Environmental distribution of BY38-like Aminicenantes

The search for 16S rRNA sequences with > 97% identity to BY38 in the NCBI GenBank (NR database) and the Joint Genome Institute Integrated Microbial Genomes database (16S rRNA Public Isolates and 16S rRNA Public Assembled Metagenomes) revealed a total of 74 nearly full size (> 1300 bp) environmental clones (Supplemental Table S2). Most of these 16S rRNA sequences were identified worldwide in anaerobic digesters treating municipal wastewater and similar wastes (43 clones), terrestrial hot springs (15 clones), anaerobic reactors fed with organic waste from the chemical industry (10 clones), and oil-contaminated soil (3 clones). Therefore, organisms related to BY38 at the species level are distributed globally and mostly occur in anaerobic organic-rich environments within biofilms and microbial mats. Such distribution is consistent with physiological features predicted by genome analysis, anaerobic lifestyle, and the ability to utilize various carbohydrates and proteinaceous substrates.

Ecological role of BY38 in the deep subsurface aquifer

The microbial community of the underground reservoir in which BY38-like Aminicenantes were detected consisted mostly of sulfate-reducing Firmicutes (Ca. Desulforudis audaxviator and Desulfotomaculum sp.), Nitrospirae (Thermodesulfovibrio spp.), and Deltaproteobacteria (Desulfobacca spp.), as well as uncultured members of the phyla Chloroflexi, Ignavibacteriae, Riflebacteria, and Aminicenantes (Kadnikov et al. 2018). Analysis of metabolic pathways based on the MAGs of representatives of Chloroflexi, Ignavibacteriae, and Riflebacteria showed that they are probably heterotrophs, capable of both fermentation of organic substances and aerobic and/or anaerobic respiration (Kadnikov et al. 2018). However, analyzed members of these phyla had rather limited capacities for the hydrolysis of complex carbohydrates and were restricted to some beta-linked polysaccharides (Chloroflexi) or starch (Ignavibacteriae and Riflebacteria).

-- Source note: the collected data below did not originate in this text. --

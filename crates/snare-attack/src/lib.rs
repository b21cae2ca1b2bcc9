//! Backdoor (BadNet-style) poisoning attacks on image classifiers.
//!
//! The pipeline is: a [`mark::Watermark`] defines the trigger, a
//! [`sampler::PoisonSampler`] decides which examples of each batch get
//! stamped and relabeled, [`badnet::BadnetAttack`] drives poisoned
//! training and artifact persistence, and [`protocol`] /
//! [`confidence`] score the resulting model.

pub mod badnet;
pub mod confidence;
pub mod mark;
pub mod protocol;
pub mod sampler;

pub use badnet::{
    artifact_filename, load_weights, save_artifacts, AttackConfig, BadnetAttack, BlendedLoss,
};
pub use confidence::validate_confidence;
pub use mark::{PositionPolicy, Watermark};
pub use protocol::{evaluate, regression_guard, ValidationOutcome};
pub use sampler::{PoisonSampler, PoisonTransform};

pub use snare_core::{Result, SnareError};
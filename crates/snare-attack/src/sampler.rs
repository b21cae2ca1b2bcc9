//! Batch poisoning: select, stamp and relabel a slice of each batch.

use ndarray::{concatenate, s, Array1, Axis};
use rand::rngs::StdRng;
use rand::Rng;
use snare_core::{check_poison_rate, Result, SnareError};
use snare_model::{Batch, DataTransform};

use crate::mark::Watermark;

/// Draws poisoned variants out of clean batches.
///
/// The expected number of poisoned examples per batch is
/// `rate * batch_size`, where `batch_size` is the loader's nominal batch
/// size. A fractional expectation is honored exactly in distribution by
/// stochastic rounding: the fractional part becomes the probability of
/// one extra poisoned example.
#[derive(Debug, Clone)]
pub struct PoisonSampler {
    poison_num: f32,
    target_class: usize,
}

impl PoisonSampler {
    pub fn new(rate: f32, batch_size: usize, target_class: usize) -> Result<Self> {
        check_poison_rate(rate)?;
        Ok(Self {
            poison_num: rate * batch_size as f32,
            target_class,
        })
    }

    /// Expected poisoned examples per batch (possibly fractional).
    pub fn poison_num(&self) -> f32 {
        self.poison_num
    }

    pub fn target_class(&self) -> usize {
        self.target_class
    }

    fn draw_count(&self, rng: &mut StdRng) -> usize {
        let integer = self.poison_num.trunc() as usize;
        let fraction = self.poison_num.fract();
        if rng.random::<f32>() < fraction {
            integer + 1
        } else {
            integer
        }
    }

    /// Produce a training or evaluation batch from a clean one.
    ///
    /// With `keep_original`, the first `draw_count` examples are copied,
    /// stamped and prepended to the untouched originals, so the batch
    /// grows. Without it, every example is stamped in place of the
    /// original batch. `relabel` rewrites poisoned labels to the target
    /// class; leaving it off evaluates the trigger against true labels.
    pub fn sample(
        &self,
        batch: &Batch,
        mark: &Watermark,
        keep_original: bool,
        relabel: bool,
        rng: &mut StdRng,
    ) -> Result<Batch> {
        let count = if keep_original {
            self.draw_count(rng).min(batch.len())
        } else {
            batch.len()
        };
        if keep_original && count == 0 {
            return Ok(batch.clone());
        }

        let selected = batch.images.slice(s![..count, .., .., ..]).to_owned();
        let marked = mark.apply(&selected, rng)?;
        let labels = if relabel {
            Array1::from_elem(count, self.target_class)
        } else {
            batch.labels.slice(s![..count]).to_owned()
        };

        if keep_original {
            let images = concatenate(Axis(0), &[marked.view(), batch.images.view()])
                .map_err(|_| SnareError::ShapeMismatch {
                    expected: batch.images.shape().to_vec(),
                    got: marked.shape().to_vec(),
                })?;
            let labels = concatenate(Axis(0), &[labels.view(), batch.labels.view()])
                .map_err(|_| SnareError::ShapeMismatch {
                    expected: vec![batch.labels.len()],
                    got: vec![labels.len()],
                })?;
            Ok(Batch::new(images, labels))
        } else {
            Ok(Batch::new(marked, labels))
        }
    }
}

/// Adapter plugging a sampler into the training loop's transform seam.
#[derive(Debug, Clone, Copy)]
pub struct PoisonTransform<'a> {
    pub sampler: &'a PoisonSampler,
    pub mark: &'a Watermark,
    pub keep_original: bool,
    pub relabel: bool,
}

impl DataTransform for PoisonTransform<'_> {
    fn transform(&self, batch: &Batch, rng: &mut StdRng) -> Result<Batch> {
        self.sampler
            .sample(batch, self.mark, self.keep_original, self.relabel, rng)
    }
}

#[cfg(test)]
mod tests {
    use super::*;
    use crate::mark::PositionPolicy;
    use ndarray::Array4;
    use rand::SeedableRng;

    fn mark() -> Watermark {
        Watermark::new(
            "square_white",
            Watermark::square_pattern(1, 2),
            1.0,
            PositionPolicy::Fixed { x: 0, y: 0 },
            (1, 4, 4),
            0,
        )
        .unwrap()
    }

    fn clean_batch(n: usize) -> Batch {
        Batch::new(
            Array4::zeros((n, 1, 4, 4)),
            Array1::from_iter((0..n).map(|i| i % 3)),
        )
    }

    #[test]
    fn test_zero_rate_returns_batch_unchanged() {
        let sampler = PoisonSampler::new(0.0, 8, 0).unwrap();
        let batch = clean_batch(8);
        let mut rng = StdRng::seed_from_u64(0);
        let out = sampler.sample(&batch, &mark(), true, true, &mut rng).unwrap();
        assert_eq!(out, batch);
    }

    #[test]
    fn test_invalid_rate_rejected() {
        assert!(PoisonSampler::new(0.6, 8, 0).is_err());
        assert!(PoisonSampler::new(-0.1, 8, 0).is_err());
    }

    #[test]
    fn test_full_poison_replaces_batch() {
        let sampler = PoisonSampler::new(0.1, 8, 2).unwrap();
        let batch = clean_batch(5);
        let mut rng = StdRng::seed_from_u64(0);
        let out = sampler
            .sample(&batch, &mark(), false, true, &mut rng)
            .unwrap();
        assert_eq!(out.len(), 5);
        assert!(out.labels.iter().all(|&l| l == 2));
        // every image carries the opaque 2x2 stamp
        for n in 0..5 {
            assert_eq!(out.images[[n, 0, 0, 0]], 1.0);
        }
    }

    #[test]
    fn test_keep_original_prepends_poisoned_copies() {
        // rate 0.25 of batch size 8 -> exactly 2, no stochastic part
        let sampler = PoisonSampler::new(0.25, 8, 1).unwrap();
        let batch = clean_batch(8);
        let mut rng = StdRng::seed_from_u64(0);
        let out = sampler.sample(&batch, &mark(), true, true, &mut rng).unwrap();
        assert_eq!(out.len(), 10);
        // poisoned head
        assert_eq!(out.labels[0], 1);
        assert_eq!(out.labels[1], 1);
        assert_eq!(out.images[[0, 0, 0, 0]], 1.0);
        // untouched tail
        for i in 0..8 {
            assert_eq!(out.labels[i + 2], batch.labels[i]);
        }
        assert_eq!(out.images[[2, 0, 0, 0]], 0.0);
    }

    #[test]
    fn test_relabel_off_keeps_true_labels() {
        let sampler = PoisonSampler::new(0.25, 8, 1).unwrap();
        let batch = clean_batch(8);
        let mut rng = StdRng::seed_from_u64(0);
        let out = sampler
            .sample(&batch, &mark(), false, false, &mut rng)
            .unwrap();
        assert_eq!(out.labels, batch.labels);
    }

    #[test]
    fn test_stochastic_rounding_matches_expectation() {
        // poison_num = 0.5: each draw yields 0 or 1 extra example.
        let sampler = PoisonSampler::new(0.25, 2, 0).unwrap();
        let batch = clean_batch(2);
        let mut rng = StdRng::seed_from_u64(123);
        let trials = 1000;
        let mut extra = 0usize;
        for _ in 0..trials {
            let out = sampler.sample(&batch, &mark(), true, true, &mut rng).unwrap();
            let added = out.len() - batch.len();
            assert!(added <= 1);
            extra += added;
        }
        let mean = extra as f32 / trials as f32;
        assert!((mean - 0.5).abs() < 0.1, "mean extra {mean}");
    }

    #[test]
    fn test_fractional_count_rounds_to_neighbors_of_expectation() {
        // rate 0.1 of batch size 32 -> 3.2 expected poisoned examples:
        // every draw is 3 or 4 and the long-run mean converges to 3.2.
        let sampler = PoisonSampler::new(0.1, 32, 0).unwrap();
        let mut rng = StdRng::seed_from_u64(17);
        let trials = 10_000;
        let mut total = 0usize;
        for _ in 0..trials {
            let count = sampler.draw_count(&mut rng);
            assert!(count == 3 || count == 4, "count {count}");
            total += count;
        }
        let mean = total as f64 / trials as f64;
        assert!((mean - 3.2).abs() < 0.05, "mean {mean}");
    }

    #[test]
    fn test_short_final_batch_is_clamped() {
        // nominal batch 8 -> poison_num 2, but only 1 example available
        let sampler = PoisonSampler::new(0.25, 8, 0).unwrap();
        let batch = clean_batch(1);
        let mut rng = StdRng::seed_from_u64(0);
        let out = sampler.sample(&batch, &mark(), true, true, &mut rng).unwrap();
        assert_eq!(out.len(), 2);
    }

    proptest::proptest! {
        #[test]
        fn prop_sample_preserves_originals(
            len in 1usize..12,
            rate in 0.0f32..0.5,
            seed in 0u64..64,
        ) {
            let sampler = PoisonSampler::new(rate, 8, 0).unwrap();
            let batch = clean_batch(len);
            let mut rng = StdRng::seed_from_u64(seed);
            let out = sampler.sample(&batch, &mark(), true, true, &mut rng).unwrap();
            let added = out.len() - len;
            proptest::prop_assert!(added <= (rate * 8.0).ceil() as usize);
            // original examples survive verbatim at the tail
            for i in 0..len {
                proptest::prop_assert_eq!(out.labels[added + i], batch.labels[i]);
            }
        }
    }
}
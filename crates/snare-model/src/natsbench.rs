//! Import of NAS-bench (NATS-Bench topology search space) PyTorch
//! checkpoints.
//!
//! Upstream `.pth` files are zip-wrapped pickles; `candle`'s pickle
//! reader handles the container and we only remap parameter names into
//! this toolkit's `features.*` / `classifier.fc.*` layout.

use std::path::Path;

use candle_core::pickle::PthTensors;
use candle_core::{DType, Tensor};
use ndarray::{ArrayD, IxDyn};
use snare_core::{Result, SnareError};
use tracing::{debug, info};

use crate::weights::WeightStore;

fn model_err(e: impl std::fmt::Display) -> SnareError {
    SnareError::ModelLoad(e.to_string())
}

/// Copy a candle tensor into an f32 ndarray, converting the dtype when
/// the checkpoint stores something else (f64, f16, bf16).
pub fn candle_to_ndarray(tensor: &Tensor) -> Result<ArrayD<f32>> {
    let tensor = match tensor.dtype() {
        DType::F32 => tensor.clone(),
        _ => tensor.to_dtype(DType::F32).map_err(model_err)?,
    };
    let dims = tensor.dims().to_vec();
    let data = tensor
        .flatten_all()
        .map_err(model_err)?
        .to_vec1::<f32>()
        .map_err(model_err)?;
    ArrayD::from_shape_vec(IxDyn(&dims), data).map_err(model_err)
}

/// Read every tensor from a PyTorch `.pth` checkpoint.
pub fn load_pth(path: &Path) -> Result<WeightStore> {
    let pth = PthTensors::new(path, None).map_err(model_err)?;
    let names: Vec<String> = pth.tensor_infos().keys().cloned().collect();
    let mut store = WeightStore::new();
    for name in names {
        let tensor = pth.get(&name).map_err(model_err)?.ok_or_else(|| {
            SnareError::ModelLoad(format!("tensor {name} listed but not readable"))
        })?;
        store.insert(name, candle_to_ndarray(&tensor)?);
    }
    Ok(store)
}

/// Translate a NAS-bench parameter name into this toolkit's layout.
///
/// The backbone blocks (`stem*`, `cells*`, `lastact*`) move under
/// `features.`, and the head (`classifier*`) becomes `classifier.fc*`.
/// Anything else (optimizer state, epoch counters) maps to `None` and is
/// dropped by the importer.
pub fn remap_key(key: &str) -> Option<String> {
    if key.starts_with("stem") || key.starts_with("cells") || key.starts_with("lastact") {
        Some(format!("features.{key}"))
    } else if let Some(rest) = key.strip_prefix("classifier") {
        Some(format!("classifier.fc{rest}"))
    } else {
        None
    }
}

/// Load a NAS-bench checkpoint and remap its keys; unmapped entries are
/// logged and dropped.
pub fn import_natsbench(path: &Path) -> Result<WeightStore> {
    let raw = load_pth(path)?;
    let mut store = WeightStore::new();
    let mut dropped = 0usize;
    for (key, value) in raw.iter() {
        match remap_key(key) {
            Some(mapped) => store.insert(mapped, value.clone()),
            None => {
                debug!(key = %key, "dropping unmapped checkpoint key");
                dropped += 1;
            }
        }
    }
    info!(
        kept = store.len(),
        dropped,
        path = %path.display(),
        "imported NAS-bench checkpoint"
    );
    Ok(store)
}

The hydrolytic potential of BY38 is broader and can allow it to use a wide range of carbohydrates and proteinaceous substrates, thus determining its ecological function as a destructor of organic matter. Complex polysaccharides of plant origin probably originated from marine sediments, and were buried since the formation of the Western Siberian basin in the Mesozoic era. For example, fucose is the fundamental subunit of the seaweed polysaccharide fucoidan, rhamnose could be produced by diatom algae, and so on. Chitin, a primary component of the exoskeletons of arthropods, such as crustaceans, is abundant in marine sediments. It should be noted that microorganisms capable of degrading complex plant polysaccharides were previously isolated from the groundwater of the Western Siberian region (e.g., Mardanov et al. 2009). Carrying out fermentation of proteins and carbohydrates with the formation of hydrogen and acetate, BY38-like Aminicenantes provides substrates for sulfate reducers, hydrogenotrophic Ca. Desulforudis audaxviator and Desulfotomaculum sp., and acetate-consuming Desulfobacca spp.

This study provides the first insight into the biology of a thermophilic member of the candidate phylum Aminicenantes found in the deep subsurface and contributed to the understanding of the phylogenetic and metabolic diversity of Aminicenantes. Unlike some uncultured candidate phyla with a specialized organotrophic fermentative metabolism, such as Saccharibacteria (Albertsen et al. 2013) and Atribacteria (Nobu et al. 2016), Aminicenantes appears to comprise organisms with diverse metabolic capabilities, including acetate oxidation via the Wood–Ljungdahl pathway, aerobic respiration, and fermentation.